Why did you decide on the particular concept of an épicerie?
Being from Louisiana, there's a lot of French influence. In New Orleans and all over, there's a lot of café and grocery concepts, it's a very French thing. I always loved it growing up. You can either snack on groceries or you can order food. It felt like home to me.
Originally I wanted to do it in Louisiana, and then I found Austin and really loved it and got married. There isn't much like an épicerie here, and I think that it's where the food scene is going, smaller community-driven restaurants. Most new restaurants are like Launderette, more focused on the neighborhood, versus everyone from all over town.
Why do you think restaurants are focusing more on their neighborhoods?
Everyone is geared toward casual stuff now. People aren't really as focused on getting really dressed up and eating out at really high-end place. Every now and then that's great, but people are more focused on being comfortable and getting a good solid meal. That's what I crave.
I love to cook the things that are what I crave when I wake up. There's nothing that special about a good benedict, but that's what you'll crave over something with foam. I've done that too and I love it but my preferences are too cook things near and dear to me.
What are other things on the menu that are particular favorites of yours?

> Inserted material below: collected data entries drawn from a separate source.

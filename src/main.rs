//! vole-emu: simulator for the VOLE teaching machine
//!
//! Loads a hex program file into the machine, runs the cycle loop until a
//! halt condition, and prints the final state.

use std::env;

use anyhow::{bail, Context};
use vole_emu::config::Config;
use vole_emu::machine::{Machine, MachineStatus};

fn main() -> anyhow::Result<()> {
    // Initialize logging
    env_logger::init();

    let args: Vec<String> = env::args().collect();

    let mut dump_memory = false;
    let mut max_cycles: Option<u64> = None;
    let mut path = None;

    let mut iter = args[1..].iter();
    while let Some(arg) = iter.next() {
        if arg == "--dump-memory" || arg == "-m" {
            dump_memory = true;
        } else if arg == "--max-cycles" {
            let value = iter
                .next()
                .context("--max-cycles requires a number")?;
            max_cycles = Some(value.parse().context("--max-cycles requires a number")?);
        } else if arg == "--help" || arg == "-h" {
            print_usage();
            return Ok(());
        } else if !arg.starts_with('-') {
            path = Some(arg.as_str());
        } else {
            bail!("unknown option: {}", arg);
        }
    }

    let path = match path {
        Some(p) => p,
        None => {
            print_usage();
            bail!("no program file given");
        }
    };

    let config = Config::get();
    let mut machine = Machine::from_config(config);
    if let Some(limit) = max_cycles {
        machine.set_max_cycles(limit);
    }

    machine
        .load_program_file(path)
        .with_context(|| format!("failed to load program '{}'", path))?;

    println!("Running: {}", path);
    println!();

    let cycles = machine.run();
    log::info!("machine stopped after {} cycles", cycles);

    machine.print_final_state(dump_memory);

    if machine.status() == MachineStatus::Faulted {
        if let Some(fault) = machine.last_fault() {
            bail!("machine faulted: {}", fault);
        }
    }

    Ok(())
}

fn print_usage() {
    println!("Usage: vole-emu [OPTIONS] <program-file>");
    println!();
    println!("Options:");
    println!("  -m, --dump-memory    print the full memory contents after the run");
    println!("      --max-cycles N   stop after N cycles (guards infinite loops)");
    println!("  -h, --help           show this help");
    println!();
    println!("Program files contain one instruction per line as 4 hex digits,");
    println!("for example:");
    println!("  20FF");
    println!("  C000");
}
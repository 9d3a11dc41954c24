//! General-purpose register file.
//!
//! A fixed-size bank of byte-wide registers (16 for the standard machine),
//! bounds-checked the same way as memory. The rotate instruction mutates a
//! register in place, so the file also hands out a short-lived exclusive
//! borrow of a single cell.

use super::Fault;

/// The machine's register bank.
#[derive(Debug, Clone)]
pub struct RegisterFile {
    regs: Vec<u8>,
}

impl RegisterFile {
    /// Create a file of `count` zeroed registers.
    pub fn new(count: usize) -> Self {
        Self {
            regs: vec![0; count],
        }
    }

    /// Number of registers.
    pub fn count(&self) -> usize {
        self.regs.len()
    }

    /// Read register `reg`.
    pub fn get(&self, reg: usize) -> Result<u8, Fault> {
        self.regs
            .get(reg)
            .copied()
            .ok_or(Fault::RegisterOutOfRange {
                index: reg,
                count: self.regs.len(),
            })
    }

    /// Write `value` to register `reg`.
    pub fn set(&mut self, reg: usize, value: u8) -> Result<(), Fault> {
        let count = self.regs.len();
        match self.regs.get_mut(reg) {
            Some(cell) => {
                *cell = value;
                Ok(())
            }
            None => Err(Fault::RegisterOutOfRange { index: reg, count }),
        }
    }

    /// Exclusive handle to register `reg`, for in-place mutation.
    pub fn get_mut(&mut self, reg: usize) -> Result<&mut u8, Fault> {
        let count = self.regs.len();
        self.regs
            .get_mut(reg)
            .ok_or(Fault::RegisterOutOfRange { index: reg, count })
    }

    /// All registers, in index order.
    pub fn as_slice(&self) -> &[u8] {
        &self.regs
    }
}

#[cfg(test)]
mod tests {
    use super::*;

    #[test]
    fn test_get_set_round_trip() {
        let mut regs = RegisterFile::new(16);
        regs.set(5, 0x7F).unwrap();
        assert_eq!(regs.get(5).unwrap(), 0x7F);
    }

    #[test]
    fn test_out_of_range_register_faults() {
        let mut regs = RegisterFile::new(16);
        assert_eq!(
            regs.get(16),
            Err(Fault::RegisterOutOfRange {
                index: 16,
                count: 16
            })
        );
        assert!(regs.set(20, 0).is_err());
        assert!(regs.get_mut(16).is_err());
    }

    #[test]
    fn test_get_mut_mutates_in_place() {
        let mut regs = RegisterFile::new(16);
        regs.set(3, 0x01).unwrap();
        {
            let cell = regs.get_mut(3).unwrap();
            *cell = cell.rotate_right(1);
        }
        assert_eq!(regs.get(3).unwrap(), 0x80);
    }
}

We do a lot of sausages and cured meats in house, and it's a really fun place for chefs to play. When you get to cut into a sausage, it's a Christmas present. You get a whole pig in and you take it down to parts, and cure it six weeks to six months. When you get to taste it, you're really proud of it, "I took this from the whole animal to something really delicate, a coppa or a lomo."
What first drew you to cooking and food, and how did it become your profession?
I came from a bigger family. My mom cooked and my grandmother cooked, and we had these big family dinners. That's what was most attractive to me - sharing food. Thanksgiving has always been really fun. My grandfather would shuck oysters in the morning and drink Budweiser all day, and my grandmother would make oyster soufflé with the oysters he was shucking.
The more that I cooked, the more I liked it. Food is tied to so many good family memories and events, like hunting. When I make something for other people, I'm trying to give them a little piece of what I've been blessed with. It's fun to cook something for somebody and watch them eat it. You want to be able to give something to someone that they'll really appreciate and like.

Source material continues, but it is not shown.